Not an issue. I kept all the software on my S5 and 7book on a
CompactFlash card, so it was non-volatile and survived power loss,
flat batteries etc.

>> Primarily, the machines were a pocket database/diary, secondly a
>> writing tool, thirdly mobile phone backup & SMS messagebase
>> management, and peripheral to these, a calculator and occasional web
>> browser. I tried out the email but never actually used it apart from
>> the occasional emergency.
> Most of those applications I would have no use for at all.

/De gustibus non est disputandam./ However, I would point out that,
quite aside from my personal life, in my career as a field engineer
and general IT bod, my Psions were great helps to me. They held my
appointment books, my client contact details, and numerous databases
of reference info, from RSR232 (F/X: *spit*) pinouts and PC I/O port
and IRQ assignments, standard definitions, command references and all
sorts. That, surely, would be of use to you?

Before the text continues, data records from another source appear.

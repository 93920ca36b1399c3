//! Cache location derivation.
//!
//! Every distribution gets its own directory pair keyed by the archive name
//! and a hash of its credential-free address:
//!
//! ```text
//! <archive base>/<archive path>/<stem>/<hash>/<archive name>
//! <extraction base>/<extraction path>/<stem>/<hash>/
//! ```
//!
//! The sidecar files that coordinate installs sit next to the archive.

use crate::distribution::{BaseDirectories, DistributionSpec, DistributionUri};
use md5::{Digest, Md5};
use std::ffi::OsString;
use std::path::{Path, PathBuf};

const LOCK_SUFFIX: &str = "lck";
const MARKER_SUFFIX: &str = "ok";
const PARTIAL_SUFFIX: &str = "part";

/// The on-disk locations for one distribution.
#[derive(Debug, Clone, PartialEq, Eq)]
pub struct CachePaths {
    archive_file: PathBuf,
    extraction_dir: PathBuf,
}

impl CachePaths {
    /// Returns where the downloaded archive is kept.
    #[must_use]
    pub fn archive_file(&self) -> &Path {
        &self.archive_file
    }

    /// Returns the directory the archive is extracted into.
    #[must_use]
    pub fn extraction_dir(&self) -> &Path {
        &self.extraction_dir
    }

    /// Returns the zero-byte sentinel marking a verified extraction.
    #[must_use]
    pub fn marker_file(&self) -> PathBuf {
        sibling_with_suffix(&self.archive_file, MARKER_SUFFIX)
    }

    /// Returns the temporary file an in-flight download is written to.
    #[must_use]
    pub fn partial_file(&self) -> PathBuf {
        sibling_with_suffix(&self.archive_file, PARTIAL_SUFFIX)
    }

    /// Returns the sidecar file used to serialise installers.
    #[must_use]
    pub fn lock_file(&self) -> PathBuf {
        lock_file_for(&self.archive_file)
    }
}

/// Returns the lock sidecar for `resource`: the same path with `.lck` appended.
#[must_use]
pub fn lock_file_for(resource: &Path) -> PathBuf {
    sibling_with_suffix(resource, LOCK_SUFFIX)
}

fn sibling_with_suffix(path: &Path, suffix: &str) -> PathBuf {
    let mut name = OsString::from(path.as_os_str());
    name.push(".");
    name.push(suffix);
    PathBuf::from(name)
}

/// Computes the cache locations for `spec`.
///
/// The result depends only on the credential-free address and the base
/// directories, so repeated calls and separate processes agree.
///
/// # Examples
///
/// ```
/// use antw_installer::cache_paths::resolve;
/// use antw_installer::distribution::{BaseDirectories, DistributionSpec, DistributionUri};
/// use std::path::Path;
///
/// let uri = DistributionUri::parse("https://example.org/dist/tool-1.2.3.zip")?;
/// let spec = DistributionSpec::new(uri);
/// let bases = BaseDirectories::new("/home/u/.antw", "/work");
///
/// let paths = resolve(&spec, &bases);
/// assert!(paths.archive_file().starts_with("/home/u/.antw/wrapper/dists/tool-1.2.3"));
/// assert!(paths.archive_file().ends_with("tool-1.2.3.zip"));
/// assert_eq!(paths.archive_file().parent(), Some(paths.extraction_dir()));
/// # Ok::<(), antw_installer::error::InstallerError>(())
/// ```
#[must_use]
pub fn resolve(spec: &DistributionSpec, bases: &BaseDirectories) -> CachePaths {
    let uri = spec.uri();
    let root = root_name(uri);

    let archive_store = spec.archive_store();
    let archive_file = bases
        .dir(archive_store.base)
        .join(&archive_store.path)
        .join(&root)
        .join(uri.base_name());

    let extraction_store = spec.extraction_store();
    let extraction_dir = bases
        .dir(extraction_store.base)
        .join(&extraction_store.path)
        .join(&root);

    CachePaths {
        archive_file,
        extraction_dir,
    }
}

/// Returns `<stem>/<hash>` for `uri`.
fn root_name(uri: &DistributionUri) -> PathBuf {
    Path::new(strip_extension(uri.base_name())).join(uri_hash(uri.safe().as_str()))
}

fn strip_extension(name: &str) -> &str {
    match name.rfind('.') {
        Some(index) if index > 0 => name.get(..index).unwrap_or(name),
        _ => name,
    }
}

/// Renders the MD5 digest of `value` as an unsigned base-36 number.
fn uri_hash(value: &str) -> String {
    let mut digest = [0_u8; 16];
    digest.copy_from_slice(&Md5::digest(value.as_bytes()));
    to_base36(u128::from_be_bytes(digest))
}

fn to_base36(mut value: u128) -> String {
    const DIGITS: &[u8; 36] = b"0123456789abcdefghijklmnopqrstuvwxyz";
    if value == 0 {
        return "0".to_owned();
    }
    let mut digits = Vec::new();
    while value > 0 {
        let digit = usize::try_from(value % 36).unwrap_or_default();
        digits.push(char::from(DIGITS.get(digit).copied().unwrap_or(b'0')));
        value /= 36;
    }
    digits.iter().rev().collect()
}
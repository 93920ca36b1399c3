//! Distribution archive handling: fetching, hashing, and unpacking.
//!
//! # Sub-modules
//!
//! - [`download`] - Downloader trait and the HTTP/file implementation.
//! - [`error`] - Errors for digest parsing and hashing.
//! - [`extraction`] - Archive extraction with path traversal protection.
//! - [`sha256_digest`] - SHA-256 digest newtype (`Sha256Digest`).
//! - [`verification`] - Streaming checksum computation.

pub mod download;
pub mod error;
pub mod extraction;
pub mod sha256_digest;
pub mod verification;
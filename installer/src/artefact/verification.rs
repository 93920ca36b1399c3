//! Checksum computation and comparison for downloaded archives.
//!
//! Files are streamed through the digest in fixed-size chunks so that large
//! distributions are never held in memory. Comparison is an exact match on
//! lowercase hex strings.

use super::error::{ArtefactError, Result};
use super::sha256_digest::Sha256Digest;
use sha2::digest::Output;
use sha2::{Digest, Sha256, Sha512};
use std::fmt;
use std::fs::File;
use std::io::Read;
use std::path::Path;

const CHUNK_SIZE: usize = 8192;

/// Digest algorithms the verifier can compute.
#[derive(Debug, Clone, Copy, Default, PartialEq, Eq, Hash)]
pub enum ChecksumAlgorithm {
    /// SHA-256, the algorithm used for configured distribution checksums.
    #[default]
    Sha256,
    /// SHA-512.
    Sha512,
}

impl fmt::Display for ChecksumAlgorithm {
    fn fmt(&self, f: &mut fmt::Formatter<'_>) -> fmt::Result {
        match self {
            Self::Sha256 => f.write_str("SHA-256"),
            Self::Sha512 => f.write_str("SHA-512"),
        }
    }
}

/// Computes the lowercase hex digest of the file at `path`.
///
/// # Errors
///
/// Returns [`ArtefactError::Unreadable`] if the file cannot be opened or read.
///
/// # Examples
///
/// ```
/// use antw_installer::artefact::verification::{ChecksumAlgorithm, checksum};
///
/// let dir = tempfile::tempdir()?;
/// let path = dir.path().join("empty.zip");
/// std::fs::write(&path, b"")?;
/// assert_eq!(
///     checksum(&path, ChecksumAlgorithm::Sha256)?,
///     "e3b0c44298fc1c149afbf4c8996fb92427ae41e4649b934ca495991b7852b855"
/// );
/// # Ok::<(), Box<dyn std::error::Error>>(())
/// ```
pub fn checksum(path: &Path, algorithm: ChecksumAlgorithm) -> Result<String> {
    match algorithm {
        ChecksumAlgorithm::Sha256 => hash_file::<Sha256>(path).map(|out| format!("{out:x}")),
        ChecksumAlgorithm::Sha512 => hash_file::<Sha512>(path).map(|out| format!("{out:x}")),
    }
}

/// Computes the SHA-256 digest of the file at `path`.
///
/// # Errors
///
/// Returns [`ArtefactError::Unreadable`] if the file cannot be read.
pub fn compute_sha256(path: &Path) -> Result<Sha256Digest> {
    Sha256Digest::try_from(checksum(path, ChecksumAlgorithm::Sha256)?)
}

/// Reports whether the file at `path` has the `expected` SHA-256 digest.
///
/// # Errors
///
/// Returns [`ArtefactError::Unreadable`] if the file cannot be read.
pub fn verify(path: &Path, expected: &Sha256Digest) -> Result<bool> {
    Ok(compute_sha256(path)? == *expected)
}

fn hash_file<D: Digest>(path: &Path) -> Result<Output<D>> {
    let unreadable = |source| ArtefactError::Unreadable {
        path: path.display().to_string(),
        source,
    };
    let mut file = File::open(path).map_err(unreadable)?;
    let mut hasher = D::new();
    let mut buffer = [0_u8; CHUNK_SIZE];
    loop {
        let bytes_read = file.read(&mut buffer).map_err(unreadable)?;
        if bytes_read == 0 {
            break;
        }
        hasher.update(buffer.get(..bytes_read).unwrap_or_default());
    }
    Ok(hasher.finalize())
}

> Hmmm. I found (and this is not atypical from discussions with others)
> that it takes a couple of hours at most to learn to use an RPN
> calcualtor, but after that you never want to go back. It's simply so much
> more convnient and easy to use. You don;'t ahve to worry aobut the order
> of operations -- the operatios are performed in the order you type them.
> So remembering whether -2^4 is (-2)^4 or -(2^4) is not a problem any more.

I very rarely use a calculator at all any more - usually just for
totting up bills and things. I am perfectly happy with conventional
arithmetic, never find it a limitation or hazard, and generally
dislike having to adapt my habits to the patterns of logic of
machines. The purpose of computers is as an aid to my mind; they, I
feel, should come to me, not me to them. Thus I never learned, nor
even tried to, any assembly language or machine code; I bought faster
computers and continued to use BASIC. I dislike C, Perl and so on. I
seldom used to use hex, preferring decimal and binary.

There is of course an art to finding the right balance, but I tend to
favour ease over efficiency, simplicity over complexity and so on.